Le télescope n'est pas tout à fait assemblé entièrement assemblé, une fois cela fait, il subira une autre série de tests avant de préparer son lancement. Le télescope a été destiné à une série d'enquêtes passionnantes qui seront entièrement décidées une fois que les capacités du télescope seront comprises quelque temps après son installation sur son orbite.

De nouvelles planètes à trouver

Une tâche qu'il fera certainement est d'étudier les centaines d'exoplanètes que les scientifiques ont identifiées mais jamais vues. La présence des planètes est déduite par leur ombre traversant le soleil mais le télescope Webb devrait être en mesure de fournir des preuves plus concrètes.
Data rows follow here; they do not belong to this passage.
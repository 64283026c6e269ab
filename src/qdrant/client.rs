//! HTTP client implementing [`VectorStore`] against Qdrant's REST API.

use crate::qdrant::{
    filters::{build_search_filter, build_stale_filter},
    payload::{build_point, parse_payload},
    types::{CollectionInfoResponse, QueryResponse, stringify_point_id},
};
use crate::vector::{
    IndexedEntry, ScoredEntry, SearchFilter, VectorStore, VectorStoreError, compare_ranked,
};
use async_trait::async_trait;
use reqwest::{Client, Method, StatusCode};
use serde_json::{Value, json};

const PAYLOAD_INDEXES: [(&str, &str); 6] = [
    ("tenant_id", "keyword"),
    ("bucket", "keyword"),
    ("document_id", "keyword"),
    ("tags", "keyword"),
    ("ordinal", "integer"),
    ("indexed_at_ms", "integer"),
];

/// Lightweight HTTP client for Qdrant operations.
pub struct QdrantStore {
    pub(crate) client: Client,
    pub(crate) base_url: String,
    pub(crate) api_key: Option<String>,
}

impl QdrantStore {
    /// Construct a client for the Qdrant instance at `url`.
    pub fn new(url: &str, api_key: Option<String>) -> Result<Self, VectorStoreError> {
        let client = Client::builder().user_agent("rusty-rag/0.1").build()?;
        let base_url = normalize_base_url(url).map_err(VectorStoreError::InvalidUrl)?;
        tracing::debug!(
            url = %base_url,
            has_api_key = api_key.as_deref().is_some_and(|value| !value.is_empty()),
            "Initialized Qdrant HTTP client"
        );
        Ok(Self {
            client,
            base_url,
            api_key,
        })
    }

    async fn collection_dimension(
        &self,
        collection: &str,
    ) -> Result<Option<Option<usize>>, VectorStoreError> {
        let response = self
            .request(Method::GET, &format!("collections/{collection}"))
            .send()
            .await?;

        match response.status() {
            StatusCode::OK => {
                let info: CollectionInfoResponse = response.json().await?;
                Ok(Some(info.result.vector_size()))
            }
            StatusCode::NOT_FOUND => Ok(None),
            status => {
                let body = response.text().await.unwrap_or_default();
                let error = VectorStoreError::UnexpectedStatus {
                    status: status.as_u16(),
                    body,
                };
                tracing::error!(collection, error = %error, "Collection existence check failed");
                Err(error)
            }
        }
    }

    async fn create_collection(
        &self,
        collection: &str,
        dimension: usize,
    ) -> Result<(), VectorStoreError> {
        let body = json!({
            "vectors": {
                "size": dimension,
                "distance": "Cosine"
            }
        });
        let response = self
            .request(Method::PUT, &format!("collections/{collection}"))
            .json(&body)
            .send()
            .await?;
        self.ensure_success(response, || {
            tracing::info!(collection, dimension, "Collection created");
        })
        .await
    }

    async fn ensure_payload_indexes(&self, collection: &str) -> Result<(), VectorStoreError> {
        for (field, schema) in PAYLOAD_INDEXES {
            let body = json!({
                "field_name": field,
                "field_schema": schema,
            });

            let response = self
                .request(Method::PUT, &format!("collections/{collection}/index"))
                .json(&body)
                .send()
                .await?;

            if response.status().is_success() || response.status() == StatusCode::CONFLICT {
                tracing::debug!(collection, field, schema, "Payload index ensured");
            } else {
                let status = response.status();
                let body = response.text().await.unwrap_or_default();
                let error = VectorStoreError::UnexpectedStatus {
                    status: status.as_u16(),
                    body,
                };
                tracing::warn!(collection, field, schema, error = %error, "Failed to ensure payload index");
            }
        }
        Ok(())
    }

    fn request(&self, method: Method, path: &str) -> reqwest::RequestBuilder {
        let url = format_endpoint(&self.base_url, path);
        let mut req = self.client.request(method, url);
        if let Some(api_key) = &self.api_key
            && !api_key.is_empty()
        {
            req = req.header("api-key", api_key);
        }
        req
    }

    async fn ensure_success<F>(
        &self,
        response: reqwest::Response,
        on_success: F,
    ) -> Result<(), VectorStoreError>
    where
        F: FnOnce(),
    {
        if response.status().is_success() {
            on_success();
            Ok(())
        } else {
            let status = response.status();
            let body = response.text().await.unwrap_or_default();
            let error = VectorStoreError::UnexpectedStatus {
                status: status.as_u16(),
                body,
            };
            tracing::error!(error = %error, "Qdrant request failed");
            Err(error)
        }
    }
}

#[async_trait]
impl VectorStore for QdrantStore {
    async fn ensure_collection(
        &self,
        collection: &str,
        dimension: usize,
    ) -> Result<(), VectorStoreError> {
        match self.collection_dimension(collection).await? {
            Some(Some(existing)) if existing != dimension => {
                return Err(VectorStoreError::DimensionMismatch {
                    expected: existing,
                    actual: dimension,
                });
            }
            Some(_) => {}
            None => self.create_collection(collection, dimension).await?,
        }
        self.ensure_payload_indexes(collection).await
    }

    async fn upsert(
        &self,
        collection: &str,
        entries: Vec<IndexedEntry>,
    ) -> Result<usize, VectorStoreError> {
        if entries.is_empty() {
            return Ok(0);
        }
        let points = entries
            .iter()
            .map(build_point)
            .collect::<Result<Vec<_>, _>>()?;
        let count = points.len();

        let response = self
            .request(Method::PUT, &format!("collections/{collection}/points"))
            .query(&[("wait", true)])
            .json(&json!({ "points": points }))
            .send()
            .await?;

        self.ensure_success(response, || {
            tracing::debug!(collection, points = count, "Points upserted");
        })
        .await?;
        Ok(count)
    }

    async fn search(
        &self,
        collection: &str,
        vector: &[f32],
        limit: usize,
        filter: &SearchFilter,
        score_threshold: Option<f32>,
    ) -> Result<Vec<ScoredEntry>, VectorStoreError> {
        let mut body = json!({
            "query": vector,
            "limit": limit,
            "with_payload": true,
            "filter": build_search_filter(filter),
        });
        if let (Some(threshold), Value::Object(obj)) = (score_threshold, &mut body) {
            obj.insert("score_threshold".into(), Value::from(threshold));
        }

        let response = self
            .request(
                Method::POST,
                &format!("collections/{collection}/points/query"),
            )
            .json(&body)
            .send()
            .await?;

        if !response.status().is_success() {
            let status = response.status();
            let body = response.text().await.unwrap_or_default();
            let error = VectorStoreError::UnexpectedStatus {
                status: status.as_u16(),
                body,
            };
            tracing::error!(collection, error = %error, "Qdrant search failed");
            return Err(error);
        }

        let payload: QueryResponse = response.json().await?;
        let mut hits = payload
            .result
            .into_points()
            .into_iter()
            .map(|point| {
                let id = stringify_point_id(point.id);
                let payload = parse_payload(&id, point.payload)?;
                Ok(ScoredEntry {
                    id,
                    score: point.score,
                    payload,
                })
            })
            .collect::<Result<Vec<_>, VectorStoreError>>()?;
        // Qdrant orders equal scores arbitrarily.
        hits.sort_by(compare_ranked);
        Ok(hits)
    }

    async fn delete_stale(
        &self,
        collection: &str,
        tenant_id: &str,
        bucket: &str,
        document_id: &str,
        keep_below: usize,
    ) -> Result<(), VectorStoreError> {
        let filter = build_stale_filter(tenant_id, bucket, document_id, keep_below);
        let response = self
            .request(
                Method::POST,
                &format!("collections/{collection}/points/delete"),
            )
            .query(&[("wait", true)])
            .json(&json!({ "filter": filter }))
            .send()
            .await?;

        self.ensure_success(response, || {
            tracing::debug!(collection, bucket, document_id, keep_below, "Stale chunks deleted");
        })
        .await
    }
}

fn normalize_base_url(url: &str) -> Result<String, String> {
    let mut parsed = reqwest::Url::parse(url).map_err(|err| err.to_string())?;
    let path = parsed.path().trim_end_matches('/').to_string();
    parsed.set_path(&path);
    Ok(parsed.to_string())
}

fn format_endpoint(base: &str, path: &str) -> String {
    let base = base.trim_end_matches('/');
    let path = path.trim_start_matches('/');
    format!("{base}/{path}")
}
«La plupart des planètes que nous avons détectées jusqu'à présent sont environ 10 000 à 1 million de fois plus pâles que leur étoile hôte», a expliqué Sasha Hinkley de l'Université d'Exeter. Hinkley est le chercheur principal de l’un des premiers programmes d’observation de Webb pour étudier les exoplanètes et les systèmes exoplanétaires. "Il y a, sans aucun doute, une population de planètes qui sont plus pâles que cela, qui ont des rapports de contraste plus élevés et qui sont peut-être plus éloignées de leurs étoiles", a déclaré Hinkley.

«Avec Webb, nous pourrons voir des planètes qui sont plus de 10 millions, ou de manière optimiste, 100 millions de fois plus faibles.» Le télescope devrait également pouvoir voir des planètes dont nous ne savons même pas qu'elles existent encore.

«Notre programme s'intéresse aux jeunes planètes nouvellement formées et aux systèmes qu'elles habitent», a expliqué la co-chercheuse principale Beth Biller de l'Université d'Édimbourg. «Webb va nous permettre de faire cela de manière beaucoup plus détaillée et à des longueurs d’onde que nous n’avons jamais explorées auparavant. Il sera donc vital de comprendre comment ces objets se forment et à quoi ressemblent ces systèmes. "

Webb est un projet international mené par la NASA avec ses partenaires, l'ESA (Agence spatiale européenne) et l'Agence spatiale canadienne.


Voir la vidéo: James Webb: La NASA dans la tourmente! - EC (Décembre 2021).